Так рассуждает необузданный Дмитрий. Одновременно мы вспоминаем странника Макара и старца Зосиму, «нутряную красоту» их душ и мира, увиденного их глазами, их мысленное восприятие красоты как состояния завершенности, то святое ощущение неземного, которое возникает при единении мироздания с Богом, вызванном любящим сердцем, то блаженное преобразование всего сущего, что порождается к жизни любовью.
Недаром в размышлениях старца красота не только венчает собой все и всяческие ценности, но и объем- лет все то свято-истинное и доброе, чего жаждет душа народа. Вот как многообразна красота! Тайна ее получает еще одно преломление в натуре Мышкина, словно бы предшествуя греху — но уже предвидя его. Преломление это уводит в сферу Апокалипсиса, к эсхатологической красоте искупленного мира, и минувшее, «первичное», с его страданием и злом, еще трепещет…
Сразу же после его вступления «в жизнь» он сталкивается с красотой в образе Настасьи Филипповны, и она становится его роком.
Выше уже указывалось, что личность Настасьи Филипповны неоднозначна. Лишь много позже распознаешь ее истинное место: она относится к категории совершенного. «В Вас все совершенство», — говорит ей князь. В его устах такая фраза, особенно если вспомнить, кому она адресована, не комплимент. К тому же фраза эта наверняка относится не к тому в Настасье Филипповне, что воспринимается просто-напросто глазом и слухом, а к тому, что лежит глубже. И в минуту самого горького отчаяния она мысленно возвращается к сказанному им: «Я, может быть, и сама гордая, нужды нет, что бесстыдница! Ты меня совершенством давеча называл; хорошо совершенство, что из одной похвальбы, что миллион и княжество растоптала, в трущобу идет!»

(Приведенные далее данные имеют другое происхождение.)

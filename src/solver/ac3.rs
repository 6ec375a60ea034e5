//! Node- and arc-consistency domain reduction.

use std::collections::{HashMap, HashSet, VecDeque};

use indexmap::IndexMap;
use petgraph::graphmap::DiGraphMap;
use tracing::debug;

use crate::constraints::Constraint;
use crate::sets::{DiscreteSet, Domain, IntervalSet, Value};
use crate::space::Space;
use crate::{Labeling, Name};

/// Reduces the domains of `space` to the arc-consistent fixed point.
///
/// Arcs pair the variables of each constraint pessimistically: every
/// constraint is treated as coupling all of its variables pairwise. The
/// initial pass enforces node consistency for every (variable,
/// constraint) pair and revises every arc once; the worklist loop then
/// re-enqueues the arcs pointing *into* a variable whenever its domain
/// shrinks, until nothing changes.
///
/// Arcs whose endpoint domains cannot be enumerated are skipped; node
/// consistency still applies to them. Reduction only ever removes
/// values, and running it again is a no-op.
pub fn ac3(space: &mut Space) {
    let names: Vec<Name> = space.variable_names().map(String::from).collect();
    let (domains, constraints) = space.reduction_parts();

    // The constraint graph: nodes are variable indices, edges couple the
    // variables referenced by a common constraint.
    let index: HashMap<&str, usize> = names
        .iter()
        .enumerate()
        .map(|(i, name)| (name.as_str(), i))
        .collect();
    let mut arcs = DiGraphMap::<usize, ()>::new();
    for i in 0..names.len() {
        arcs.add_node(i);
    }
    for constraint in constraints {
        for a in constraint.vnames() {
            for b in constraint.vnames() {
                if a != b {
                    if let (Some(&ia), Some(&ib)) =
                        (index.get(a.as_str()), index.get(b.as_str()))
                    {
                        arcs.add_edge(ia, ib, ());
                    }
                }
            }
        }
    }

    // Node consistency.
    for name in &names {
        for constraint in constraints {
            unary(domains, constraint, name);
        }
    }

    // Revise every arc once, then work the queue to the fixed point.
    let mut worklist: VecDeque<(usize, usize)> = VecDeque::new();
    let mut queued: HashSet<(usize, usize)> = HashSet::new();
    for (ia, ib, _) in arcs.all_edges() {
        if revise(domains, constraints, &names[ia], &names[ib]) {
            for w in arcs.neighbors(ia) {
                if queued.insert((w, ia)) {
                    worklist.push_back((w, ia));
                }
            }
        }
    }
    while let Some((ia, ib)) = worklist.pop_front() {
        queued.remove(&(ia, ib));
        if revise(domains, constraints, &names[ia], &names[ib]) {
            for w in arcs.neighbors(ia) {
                if queued.insert((w, ia)) {
                    worklist.push_back((w, ia));
                }
            }
        }
    }

    debug!(variables = names.len(), "arc consistency fixed point reached");
}

/// Revises the arc `(name1, name2)` under every constraint. Returns
/// whether `name1`'s domain changed.
fn revise(
    domains: &mut IndexMap<Name, Domain>,
    constraints: &[Constraint],
    name1: &str,
    name2: &str,
) -> bool {
    let mut changed = false;
    for constraint in constraints {
        changed |= binary(domains, constraint, name1, name2);
    }
    changed
}

/// Node-consistency reduction: intersects `name`'s domain with the
/// constraint's projection for it. Returns whether the domain changed.
pub(crate) fn unary(
    domains: &mut IndexMap<Name, Domain>,
    constraint: &Constraint,
    name: &str,
) -> bool {
    let Some(projected) = constraint.projected(name) else {
        return false;
    };
    let Some(current) = domains.get_mut(name) else {
        return false;
    };
    // Projections are kind-checked at constraint construction.
    let Ok(reduced) = current.intersection(projected) else {
        return false;
    };
    let changed = reduced != *current;
    *current = reduced;
    changed
}

/// Arc-consistency reduction of `name1` against `name2` under one
/// constraint: removes from `name1` every value for which no value of
/// `name2` yields a consistent pair. Returns whether the domain changed.
pub(crate) fn binary(
    domains: &mut IndexMap<Name, Domain>,
    constraint: &Constraint,
    name1: &str,
    name2: &str,
) -> bool {
    if !(constraint.references(name1) && constraint.references(name2)) {
        return false;
    }
    let (Some(d1), Some(d2)) = (domains.get(name1), domains.get(name2)) else {
        return false;
    };
    let (Ok(candidates), Ok(witnesses)) = (d1.members(), d2.members()) else {
        // Arcs over non-enumerable domains cannot be revised.
        return false;
    };

    let unsupported: Vec<Value> = candidates
        .into_iter()
        .filter(|x| {
            !witnesses.iter().any(|y| {
                let lab: Labeling = Labeling::from([
                    (name1.to_owned(), x.clone()),
                    (name2.to_owned(), y.clone()),
                ]);
                constraint.consistent(&lab)
            })
        })
        .collect();

    if unsupported.is_empty() {
        return false;
    }
    debug!(
        variable = name1,
        removed = unsupported.len(),
        "arc reduction removed unsupported values"
    );
    if let Some(domain) = domains.get_mut(name1) {
        remove_values(domain, &unsupported);
    }
    true
}

/// Removes concrete values from a domain in place: element removal for
/// discrete sets, difference with a point set for continuous ones.
fn remove_values(domain: &mut Domain, values: &[Value]) {
    match domain {
        Domain::Discrete(DiscreteSet::Finite(elements)) => {
            for value in values {
                elements.remove(value);
            }
        }
        // The universe is not enumerable, so reduction never reaches it.
        Domain::Discrete(DiscreteSet::Universe) => {}
        Domain::Continuous(set) => {
            let points = IntervalSet::from_points(values.iter().filter_map(Value::as_f64));
            *set = set.difference(&points);
        }
    }
}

Но именно в этом и проявляет себя категория совершенного. Женщина эта заведомо, по самой сути своей, подпадает под нее, а именно благодаря своей натуре, которой нельзя отказать в масштабности. Она устроена так, что во всех своих выводах должна идти до конца. Она должна быть цельной и масштабной, чтобы оставаться верной себе и сохранять эту цельность и масштабность во всем, что преподносит ей жизнь. Она должна полностью раскрыться как личность — и до конца пройти предначертанный ей путь. Насколько я могу судить, в этом с ней не может соперничать ни один из прочих персонажей Достоевского. В этом Настасья Филипповна уникальна. С этих позиций она равнозначна Мышкину, тоже единственному в своем роде.
Но тем самым предопределяются и альтернативы дальнейшего: это — или масштабное существование, купленное, правда, ценою глубоких страданий… или, что более вероятно в этом, столь далеком от завершенности мире, уход от него… или третья возможность- гибель. Тоцкий, чьи человеческие качества известны, нанес ей непоправимый урон. Она ненавидит его, но истинным объектом ее ненависти служит вовсе не этот холодный эгоист. Вскоре в ее душе остается одно только презрение к нему, ненависть же — и в этом заявляет о себе категория завершенности — направляется на нее самое. Так и живет она в состоянии отчаяния, проникающего в сокровеннейшие глубины ее существа. Характер же ее красоты служит свидетельством и ее причастности к сфере завершенности, и этого отчаяния.
Потому-то ее существо и затрагивает князя именно там, где восприятие красоты сочетается в нем с самой глубинной, самой могучей его способностью — сопереживать чужую жизнь и ее страдания. Так пробуждается эрос глубочайшего свойства: любовь, состоящая, собственно, из одной только муки, любовь сострадания, всецело устремленная в сферу метафизического или, точнее, религиозного.
Это — не сострадание в общепринятом смысле, а первоначальная форма эроса, восходящая к вечности, — та любовь, которую порождает гибнущая красота, несущая на себе печать отчаяния — и завершенности. Свое первое впечатление от портрета князь выражает словами: «В этом лице… страдания много…»
И эта мысль сразу же порождает озабоченность: «Это гордое лицо, ужасно гордое (и здесь заявляет о себе категория завершенности. — Р.Г.), и вот не знаю, добра ли она? Ах, кабы добра! Все было бы спасено!» В них — и сознание грозящей гибели, и проникнутая заботой надежда на возможность спасения, если в этой красоте присутствует доброта.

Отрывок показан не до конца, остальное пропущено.